What is required: Below are some records; return all of them exactly as they are.

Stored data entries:

****************

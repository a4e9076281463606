//! Test helpers para routecache-server.

#![allow(dead_code, unused_imports)]

pub mod client;
pub mod stores;

pub use client::{TestClient, TestResponse, client, test_cache, test_state};
pub use stores::FailingStore;
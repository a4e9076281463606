mod helpers;

use std::sync::Arc;
use std::sync::atomic::{AtomicUsize, Ordering};
use std::time::Duration;

use axum::{
    Router,
    extract::Path,
    http::StatusCode,
    middleware::from_fn_with_state,
    routing::{get, post},
};
use routecache_server::RouteCache;
use routecache_server::middleware::{
    CacheLayerState, CacheRouteOptions, PublishOptions, cache_publisher, cache_subscriber,
};
use routecache_server::store::{CachedResponse, ResponseCodec, StoreError};

use helpers::{FailingStore, TestClient};

fn cache() -> RouteCache {
    RouteCache::builder()
        .fresh_data_delay(Duration::ZERO)
        .build()
        .unwrap()
}

/// Router with a counting `/users/{id}` handler behind the subscriber.
fn users_router(cache: RouteCache, options: CacheRouteOptions, calls: Arc<AtomicUsize>) -> Router {
    Router::new().route(
        "/users/{id}",
        get(move |Path(id): Path<String>| {
            let calls = Arc::clone(&calls);
            async move {
                calls.fetch_add(1, Ordering::SeqCst);
                format!("user {id}")
            }
        })
        .layer(from_fn_with_state(
            CacheLayerState::new(cache, options),
            cache_subscriber,
        )),
    )
}

#[tokio::test]
async fn catch_all_subscribes_route_template() {
    let cache = cache();
    let calls = Arc::new(AtomicUsize::new(0));
    let client = TestClient::new(users_router(
        cache.clone(),
        CacheRouteOptions { catch_all: true },
        Arc::clone(&calls),
    ));

    assert_eq!(client.get("/users/1").await.text(), "user 1");
    cache.settle().await;

    // every id shares the template entry
    let second = client.get("/users/2").await;
    assert_eq!(second.cache_status(), Some("HIT"));
    assert_eq!(second.text(), "user 1");
    assert_eq!(cache.channel().group_patterns(), vec!["/users/:id"]);

    assert_eq!(cache.put("/users/:id"), 1);
    cache.settle().await;

    let third = client.get("/users/3").await;
    assert_eq!(third.cache_status(), Some("MISS"));
    assert_eq!(third.text(), "user 3");
    assert_eq!(calls.load(Ordering::SeqCst), 2);
}

#[tokio::test]
async fn group_publish_evicts_concrete_entries() {
    let cache = cache();
    let calls = Arc::new(AtomicUsize::new(0));
    let client = TestClient::new(users_router(
        cache.clone(),
        CacheRouteOptions::default(),
        Arc::clone(&calls),
    ));

    client.get("/users/1").await;
    client.get("/users/2").await;
    cache.settle().await;
    assert_eq!(client.get("/users/1").await.cache_status(), Some("HIT"));

    assert_eq!(cache.publish("/users/*", false), 2);
    cache.settle().await;

    assert_eq!(client.get("/users/1").await.cache_status(), Some("MISS"));
    assert_eq!(client.get("/users/2").await.cache_status(), Some("MISS"));
    assert_eq!(calls.load(Ordering::SeqCst), 4);
}

#[tokio::test]
async fn store_failure_serves_uncached() {
    let cache = RouteCache::builder()
        .store(|| Arc::new(FailingStore))
        .build()
        .unwrap();
    let calls = Arc::new(AtomicUsize::new(0));
    let client = TestClient::new(users_router(
        cache.clone(),
        CacheRouteOptions::default(),
        Arc::clone(&calls),
    ));

    let first = client.get("/users/1").await;
    let second = client.get("/users/1").await;

    first.assert_status(StatusCode::OK);
    assert_eq!(second.text(), "user 1");
    assert_eq!(first.cache_status(), None);
    assert_eq!(calls.load(Ordering::SeqCst), 2);
}

#[tokio::test]
async fn publisher_uses_template_and_cascade() {
    let cache = cache();
    let calls = Arc::new(AtomicUsize::new(0));
    let reader = TestClient::new(users_router(
        cache.clone(),
        CacheRouteOptions::default(),
        Arc::clone(&calls),
    ));
    let writer = TestClient::new(Router::new().route(
        "/users/{id}/rename",
        post(|| async { StatusCode::ACCEPTED }).layer(from_fn_with_state(
            CacheLayerState::new(
                cache.clone(),
                PublishOptions {
                    catch_all: true,
                    ..PublishOptions::default()
                }
                .cascade("/users/1"),
            ),
            cache_publisher,
        )),
    ));

    reader.get("/users/1").await;
    cache.settle().await;

    // "/users/:id/rename" reaches nobody; the cascade evicts "/users/1"
    let response = writer.post("/users/9/rename").await;
    response.assert_status(StatusCode::ACCEPTED);
    cache.settle().await;

    assert_eq!(reader.get("/users/1").await.cache_status(), Some("MISS"));
}

/// Stores `status|body`, dropping headers.
struct PipeCodec;

impl ResponseCodec for PipeCodec {
    fn encode(&self, response: &CachedResponse) -> Result<String, StoreError> {
        Ok(format!("{}|{}", response.status, response.body))
    }

    fn decode(&self, raw: &str) -> Result<CachedResponse, StoreError> {
        let (status, body) = raw
            .split_once('|')
            .ok_or_else(|| StoreError::codec("missing separator"))?;
        let status = status
            .parse()
            .map_err(|_| StoreError::codec("status is not a number"))?;
        Ok(CachedResponse::new(status, body))
    }

    fn name(&self) -> &str {
        "pipe"
    }
}

fn pipe_cache() -> RouteCache {
    RouteCache::builder()
        .fresh_data_delay(Duration::ZERO)
        .codec(PipeCodec)
        .build()
        .unwrap()
}

#[tokio::test]
async fn custom_codec_shapes_stored_entries() {
    let cache = pipe_cache();
    let calls = Arc::new(AtomicUsize::new(0));
    let client = TestClient::new(users_router(
        cache.clone(),
        CacheRouteOptions::default(),
        Arc::clone(&calls),
    ));

    assert_eq!(client.get("/users/1").await.cache_status(), Some("MISS"));
    cache.settle().await;

    assert_eq!(
        cache.read_cache("/users/1").await.unwrap(),
        Some("200|user 1".to_string())
    );

    let hit = client.get("/users/1").await;
    assert_eq!(hit.cache_status(), Some("HIT"));
    assert_eq!(hit.text(), "user 1");
    assert_eq!(calls.load(Ordering::SeqCst), 1);
    assert_eq!(cache.codec().name(), "pipe");
}

#[tokio::test]
async fn undecodable_entry_is_served_fresh() {
    let cache = pipe_cache();
    let calls = Arc::new(AtomicUsize::new(0));
    let client = TestClient::new(users_router(
        cache.clone(),
        CacheRouteOptions::default(),
        Arc::clone(&calls),
    ));
    cache
        .write_cache("/users/1", r#"{"status":200,"body":"json"}"#.to_string())
        .await
        .unwrap();

    let response = client.get("/users/1").await;

    assert_eq!(response.cache_status(), Some("MISS"));
    assert_eq!(response.text(), "user 1");
    assert_eq!(calls.load(Ordering::SeqCst), 1);
}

****************

Answer section:
repository a4e9076281463606
//! Test helpers para routecache-server.

#![allow(dead_code, unused_imports)]

pub mod client;
pub mod stores;

pub use client::{TestClient, TestResponse, client, test_cache, test_state};
pub use stores::FailingStore;
repository a4e9076281463606
mod helpers;

use std::sync::Arc;
use std::sync::atomic::{AtomicUsize, Ordering};
use std::time::Duration;

use axum::{
    Router,
    extract::Path,
    http::StatusCode,
    middleware::from_fn_with_state,
    routing::{get, post},
};
use routecache_server::RouteCache;
use routecache_server::middleware::{
    CacheLayerState, CacheRouteOptions, PublishOptions, cache_publisher, cache_subscriber,
};
use routecache_server::store::{CachedResponse, ResponseCodec, StoreError};

use helpers::{FailingStore, TestClient};

fn cache() -> RouteCache {
    RouteCache::builder()
        .fresh_data_delay(Duration::ZERO)
        .build()
        .unwrap()
}

/// Router with a counting `/users/{id}` handler behind the subscriber.
fn users_router(cache: RouteCache, options: CacheRouteOptions, calls: Arc<AtomicUsize>) -> Router {
    Router::new().route(
        "/users/{id}",
        get(move |Path(id): Path<String>| {
            let calls = Arc::clone(&calls);
            async move {
                calls.fetch_add(1, Ordering::SeqCst);
                format!("user {id}")
            }
        })
        .layer(from_fn_with_state(
            CacheLayerState::new(cache, options),
            cache_subscriber,
        )),
    )
}

#[tokio::test]
async fn catch_all_subscribes_route_template() {
    let cache = cache();
    let calls = Arc::new(AtomicUsize::new(0));
    let client = TestClient::new(users_router(
        cache.clone(),
        CacheRouteOptions { catch_all: true },
        Arc::clone(&calls),
    ));

    assert_eq!(client.get("/users/1").await.text(), "user 1");
    cache.settle().await;

    // every id shares the template entry
    let second = client.get("/users/2").await;
    assert_eq!(second.cache_status(), Some("HIT"));
    assert_eq!(second.text(), "user 1");
    assert_eq!(cache.channel().group_patterns(), vec!["/users/:id"]);

    assert_eq!(cache.put("/users/:id"), 1);
    cache.settle().await;

    let third = client.get("/users/3").await;
    assert_eq!(third.cache_status(), Some("MISS"));
    assert_eq!(third.text(), "user 3");
    assert_eq!(calls.load(Ordering::SeqCst), 2);
}

#[tokio::test]
async fn group_publish_evicts_concrete_entries() {
    let cache = cache();
    let calls = Arc::new(AtomicUsize::new(0));
    let client = TestClient::new(users_router(
        cache.clone(),
        CacheRouteOptions::default(),
        Arc::clone(&calls),
    ));

    client.get("/users/1").await;
    client.get("/users/2").await;
    cache.settle().await;
    assert_eq!(client.get("/users/1").await.cache_status(), Some("HIT"));

    assert_eq!(cache.publish("/users/*", false), 2);
    cache.settle().await;

    assert_eq!(client.get("/users/1").await.cache_status(), Some("MISS"));
    assert_eq!(client.get("/users/2").await.cache_status(), Some("MISS"));
    assert_eq!(calls.load(Ordering::SeqCst), 4);
}

#[tokio::test]
async fn store_failure_serves_uncached() {
    let cache = RouteCache::builder()
        .store(|| Arc::new(FailingStore))
        .build()
        .unwrap();
    let calls = Arc::new(AtomicUsize::new(0));
    let client = TestClient::new(users_router(
        cache.clone(),
        CacheRouteOptions::default(),
        Arc::clone(&calls),
    ));

    let first = client.get("/users/1").await;
    let second = client.get("/users/1").await;

    first.assert_status(StatusCode::OK);
    assert_eq!(second.text(), "user 1");
    assert_eq!(first.cache_status(), None);
    assert_eq!(calls.load(Ordering::SeqCst), 2);
}

#[tokio::test]
async fn publisher_uses_template_and_cascade() {
    let cache = cache();
    let calls = Arc::new(AtomicUsize::new(0));
    let reader = TestClient::new(users_router(
        cache.clone(),
        CacheRouteOptions::default(),
        Arc::clone(&calls),
    ));
    let writer = TestClient::new(Router::new().route(
        "/users/{id}/rename",
        post(|| async { StatusCode::ACCEPTED }).layer(from_fn_with_state(
            CacheLayerState::new(
                cache.clone(),
                PublishOptions {
                    catch_all: true,
                    ..PublishOptions::default()
                }
                .cascade("/users/1"),
            ),
            cache_publisher,
        )),
    ));

    reader.get("/users/1").await;
    cache.settle().await;

    // "/users/:id/rename" reaches nobody; the cascade evicts "/users/1"
    let response = writer.post("/users/9/rename").await;
    response.assert_status(StatusCode::ACCEPTED);
    cache.settle().await;

    assert_eq!(reader.get("/users/1").await.cache_status(), Some("MISS"));
}

/// Stores `status|body`, dropping headers.
struct PipeCodec;

impl ResponseCodec for PipeCodec {
    fn encode(&self, response: &CachedResponse) -> Result<String, StoreError> {
        Ok(format!("{}|{}", response.status, response.body))
    }

    fn decode(&self, raw: &str) -> Result<CachedResponse, StoreError> {
        let (status, body) = raw
            .split_once('|')
            .ok_or_else(|| StoreError::codec("missing separator"))?;
        let status = status
            .parse()
            .map_err(|_| StoreError::codec("status is not a number"))?;
        Ok(CachedResponse::new(status, body))
    }

    fn name(&self) -> &str {
        "pipe"
    }
}

fn pipe_cache() -> RouteCache {
    RouteCache::builder()
        .fresh_data_delay(Duration::ZERO)
        .codec(PipeCodec)
        .build()
        .unwrap()
}

#[tokio::test]
async fn custom_codec_shapes_stored_entries() {
    let cache = pipe_cache();
    let calls = Arc::new(AtomicUsize::new(0));
    let client = TestClient::new(users_router(
        cache.clone(),
        CacheRouteOptions::default(),
        Arc::clone(&calls),
    ));

    assert_eq!(client.get("/users/1").await.cache_status(), Some("MISS"));
    cache.settle().await;

    assert_eq!(
        cache.read_cache("/users/1").await.unwrap(),
        Some("200|user 1".to_string())
    );

    let hit = client.get("/users/1").await;
    assert_eq!(hit.cache_status(), Some("HIT"));
    assert_eq!(hit.text(), "user 1");
    assert_eq!(calls.load(Ordering::SeqCst), 1);
    assert_eq!(cache.codec().name(), "pipe");
}

#[tokio::test]
async fn undecodable_entry_is_served_fresh() {
    let cache = pipe_cache();
    let calls = Arc::new(AtomicUsize::new(0));
    let client = TestClient::new(users_router(
        cache.clone(),
        CacheRouteOptions::default(),
        Arc::clone(&calls),
    ));
    cache
        .write_cache("/users/1", r#"{"status":200,"body":"json"}"#.to_string())
        .await
        .unwrap();

    let response = client.get("/users/1").await;

    assert_eq!(response.cache_status(), Some("MISS"));
    assert_eq!(response.text(), "user 1");
    assert_eq!(calls.load(Ordering::SeqCst), 1);
}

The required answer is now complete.